**Assignment:**
Only one number is expected here, namely how many lines of the entries below hold the string "GapRow".

Data for this task Start Marker

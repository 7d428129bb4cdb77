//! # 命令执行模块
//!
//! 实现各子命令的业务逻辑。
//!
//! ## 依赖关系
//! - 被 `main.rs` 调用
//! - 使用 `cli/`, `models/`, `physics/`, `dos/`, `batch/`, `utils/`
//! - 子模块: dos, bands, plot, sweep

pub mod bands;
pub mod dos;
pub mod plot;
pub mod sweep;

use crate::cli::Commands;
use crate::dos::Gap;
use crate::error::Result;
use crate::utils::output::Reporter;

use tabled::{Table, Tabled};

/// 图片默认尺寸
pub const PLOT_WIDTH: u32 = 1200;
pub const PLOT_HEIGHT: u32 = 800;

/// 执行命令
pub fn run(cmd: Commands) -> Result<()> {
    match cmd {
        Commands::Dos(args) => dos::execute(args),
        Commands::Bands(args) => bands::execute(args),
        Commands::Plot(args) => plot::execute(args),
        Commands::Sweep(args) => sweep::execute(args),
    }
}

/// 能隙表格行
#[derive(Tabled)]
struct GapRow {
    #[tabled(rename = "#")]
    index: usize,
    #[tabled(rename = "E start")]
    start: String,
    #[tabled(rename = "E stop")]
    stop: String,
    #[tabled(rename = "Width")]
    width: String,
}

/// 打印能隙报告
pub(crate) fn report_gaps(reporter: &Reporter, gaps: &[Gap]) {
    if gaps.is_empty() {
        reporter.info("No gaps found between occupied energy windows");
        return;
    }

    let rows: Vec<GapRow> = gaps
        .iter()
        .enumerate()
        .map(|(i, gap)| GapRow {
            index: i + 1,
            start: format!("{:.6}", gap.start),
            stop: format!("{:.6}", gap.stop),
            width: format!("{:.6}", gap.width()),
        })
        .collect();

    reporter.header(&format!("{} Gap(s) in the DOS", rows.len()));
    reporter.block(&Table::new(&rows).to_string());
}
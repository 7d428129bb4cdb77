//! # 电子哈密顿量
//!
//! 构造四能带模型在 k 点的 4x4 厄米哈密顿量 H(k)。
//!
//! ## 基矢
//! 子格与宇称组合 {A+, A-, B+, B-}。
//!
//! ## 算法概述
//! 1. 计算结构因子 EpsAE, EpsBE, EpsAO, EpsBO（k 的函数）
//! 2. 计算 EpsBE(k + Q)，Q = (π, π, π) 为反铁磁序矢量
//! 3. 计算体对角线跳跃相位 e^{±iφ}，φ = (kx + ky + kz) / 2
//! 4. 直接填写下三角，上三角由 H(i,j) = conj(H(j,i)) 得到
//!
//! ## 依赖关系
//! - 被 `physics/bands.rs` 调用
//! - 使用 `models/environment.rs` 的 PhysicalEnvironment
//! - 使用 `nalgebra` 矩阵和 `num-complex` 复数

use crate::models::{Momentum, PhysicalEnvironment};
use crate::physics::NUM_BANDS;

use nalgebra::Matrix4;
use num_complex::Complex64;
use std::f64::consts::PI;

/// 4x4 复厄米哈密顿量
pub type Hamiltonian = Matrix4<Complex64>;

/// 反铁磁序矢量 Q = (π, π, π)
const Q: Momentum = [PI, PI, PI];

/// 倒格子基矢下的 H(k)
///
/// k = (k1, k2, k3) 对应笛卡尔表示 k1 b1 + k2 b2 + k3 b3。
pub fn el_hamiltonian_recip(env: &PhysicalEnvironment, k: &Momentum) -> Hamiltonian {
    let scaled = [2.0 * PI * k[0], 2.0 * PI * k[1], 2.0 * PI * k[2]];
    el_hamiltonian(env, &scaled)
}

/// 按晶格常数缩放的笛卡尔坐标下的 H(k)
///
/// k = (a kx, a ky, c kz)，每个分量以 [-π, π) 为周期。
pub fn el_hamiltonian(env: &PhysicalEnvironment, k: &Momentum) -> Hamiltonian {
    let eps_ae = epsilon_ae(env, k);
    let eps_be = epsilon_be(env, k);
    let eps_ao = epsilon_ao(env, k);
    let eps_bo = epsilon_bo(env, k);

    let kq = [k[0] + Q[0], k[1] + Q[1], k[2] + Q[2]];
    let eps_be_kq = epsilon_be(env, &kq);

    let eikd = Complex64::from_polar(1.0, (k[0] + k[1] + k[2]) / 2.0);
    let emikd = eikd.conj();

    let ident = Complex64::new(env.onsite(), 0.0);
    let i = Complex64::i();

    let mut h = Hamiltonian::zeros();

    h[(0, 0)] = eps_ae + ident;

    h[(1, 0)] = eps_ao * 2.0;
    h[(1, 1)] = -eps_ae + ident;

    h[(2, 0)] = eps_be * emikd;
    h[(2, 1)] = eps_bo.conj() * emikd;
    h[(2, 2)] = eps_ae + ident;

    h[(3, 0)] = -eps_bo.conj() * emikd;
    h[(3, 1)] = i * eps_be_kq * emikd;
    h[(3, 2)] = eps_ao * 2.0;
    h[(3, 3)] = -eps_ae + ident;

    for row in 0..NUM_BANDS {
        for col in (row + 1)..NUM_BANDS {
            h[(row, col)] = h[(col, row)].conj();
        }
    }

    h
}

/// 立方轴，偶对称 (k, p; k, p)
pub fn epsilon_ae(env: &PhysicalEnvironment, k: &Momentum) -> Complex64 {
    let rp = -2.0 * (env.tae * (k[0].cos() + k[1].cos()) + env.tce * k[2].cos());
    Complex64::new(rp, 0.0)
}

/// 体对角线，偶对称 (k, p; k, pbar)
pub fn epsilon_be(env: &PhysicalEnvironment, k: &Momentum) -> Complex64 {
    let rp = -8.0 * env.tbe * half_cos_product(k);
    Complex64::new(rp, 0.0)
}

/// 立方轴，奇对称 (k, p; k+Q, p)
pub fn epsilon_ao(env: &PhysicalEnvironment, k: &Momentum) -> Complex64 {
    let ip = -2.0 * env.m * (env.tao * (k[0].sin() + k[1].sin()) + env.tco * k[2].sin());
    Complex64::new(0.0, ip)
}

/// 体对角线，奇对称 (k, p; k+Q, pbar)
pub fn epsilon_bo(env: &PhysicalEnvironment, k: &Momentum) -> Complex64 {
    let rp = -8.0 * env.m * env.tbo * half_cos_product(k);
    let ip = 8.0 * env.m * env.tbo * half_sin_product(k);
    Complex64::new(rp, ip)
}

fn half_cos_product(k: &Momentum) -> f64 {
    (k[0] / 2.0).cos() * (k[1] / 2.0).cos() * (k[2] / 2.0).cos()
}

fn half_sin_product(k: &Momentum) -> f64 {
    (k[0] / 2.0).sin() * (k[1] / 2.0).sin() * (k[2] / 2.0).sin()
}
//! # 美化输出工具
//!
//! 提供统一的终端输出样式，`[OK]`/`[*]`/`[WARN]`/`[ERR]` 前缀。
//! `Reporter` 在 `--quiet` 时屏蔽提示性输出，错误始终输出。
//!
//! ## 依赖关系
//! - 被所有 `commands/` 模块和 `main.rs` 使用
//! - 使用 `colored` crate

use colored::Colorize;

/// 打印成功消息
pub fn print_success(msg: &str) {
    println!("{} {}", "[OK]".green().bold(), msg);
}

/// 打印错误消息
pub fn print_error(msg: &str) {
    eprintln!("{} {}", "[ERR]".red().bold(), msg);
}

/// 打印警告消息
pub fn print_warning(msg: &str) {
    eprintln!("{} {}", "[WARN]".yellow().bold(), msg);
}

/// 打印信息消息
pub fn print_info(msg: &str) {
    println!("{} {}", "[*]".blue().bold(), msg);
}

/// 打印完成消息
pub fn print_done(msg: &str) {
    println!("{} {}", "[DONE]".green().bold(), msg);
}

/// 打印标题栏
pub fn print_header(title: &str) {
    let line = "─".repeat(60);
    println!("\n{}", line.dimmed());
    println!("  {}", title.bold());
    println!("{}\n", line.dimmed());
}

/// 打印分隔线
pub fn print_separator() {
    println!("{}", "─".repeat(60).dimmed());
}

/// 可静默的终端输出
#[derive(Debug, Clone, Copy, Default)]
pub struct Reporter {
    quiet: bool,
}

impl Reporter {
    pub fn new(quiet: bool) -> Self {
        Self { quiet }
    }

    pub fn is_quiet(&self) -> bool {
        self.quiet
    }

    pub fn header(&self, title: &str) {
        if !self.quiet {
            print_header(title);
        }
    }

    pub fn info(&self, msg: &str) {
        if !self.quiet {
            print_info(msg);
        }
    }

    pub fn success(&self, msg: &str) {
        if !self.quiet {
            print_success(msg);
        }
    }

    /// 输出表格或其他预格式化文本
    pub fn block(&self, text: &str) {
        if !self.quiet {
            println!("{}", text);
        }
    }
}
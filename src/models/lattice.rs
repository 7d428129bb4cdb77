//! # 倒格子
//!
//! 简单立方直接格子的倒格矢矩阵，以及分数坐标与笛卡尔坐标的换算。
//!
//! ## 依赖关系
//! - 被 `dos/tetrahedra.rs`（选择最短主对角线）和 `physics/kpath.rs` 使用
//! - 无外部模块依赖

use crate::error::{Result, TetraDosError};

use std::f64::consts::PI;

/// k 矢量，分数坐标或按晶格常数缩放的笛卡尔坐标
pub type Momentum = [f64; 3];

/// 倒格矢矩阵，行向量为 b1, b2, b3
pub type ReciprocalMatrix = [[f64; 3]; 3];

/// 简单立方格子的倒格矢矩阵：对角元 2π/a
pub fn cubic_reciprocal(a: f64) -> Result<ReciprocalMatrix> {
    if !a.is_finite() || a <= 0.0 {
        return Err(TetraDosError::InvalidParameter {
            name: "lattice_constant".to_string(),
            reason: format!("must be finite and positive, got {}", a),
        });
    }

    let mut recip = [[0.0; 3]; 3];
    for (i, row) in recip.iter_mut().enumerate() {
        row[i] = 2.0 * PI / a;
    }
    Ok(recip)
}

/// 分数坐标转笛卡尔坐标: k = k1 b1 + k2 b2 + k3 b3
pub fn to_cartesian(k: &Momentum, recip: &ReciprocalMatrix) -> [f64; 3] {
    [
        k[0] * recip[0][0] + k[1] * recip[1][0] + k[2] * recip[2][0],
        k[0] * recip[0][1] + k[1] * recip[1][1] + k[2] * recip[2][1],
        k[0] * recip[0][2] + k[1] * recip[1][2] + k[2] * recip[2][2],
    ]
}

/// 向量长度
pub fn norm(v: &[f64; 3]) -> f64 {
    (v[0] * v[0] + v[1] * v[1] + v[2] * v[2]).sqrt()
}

Data for this task End Marker

**Solution:**
3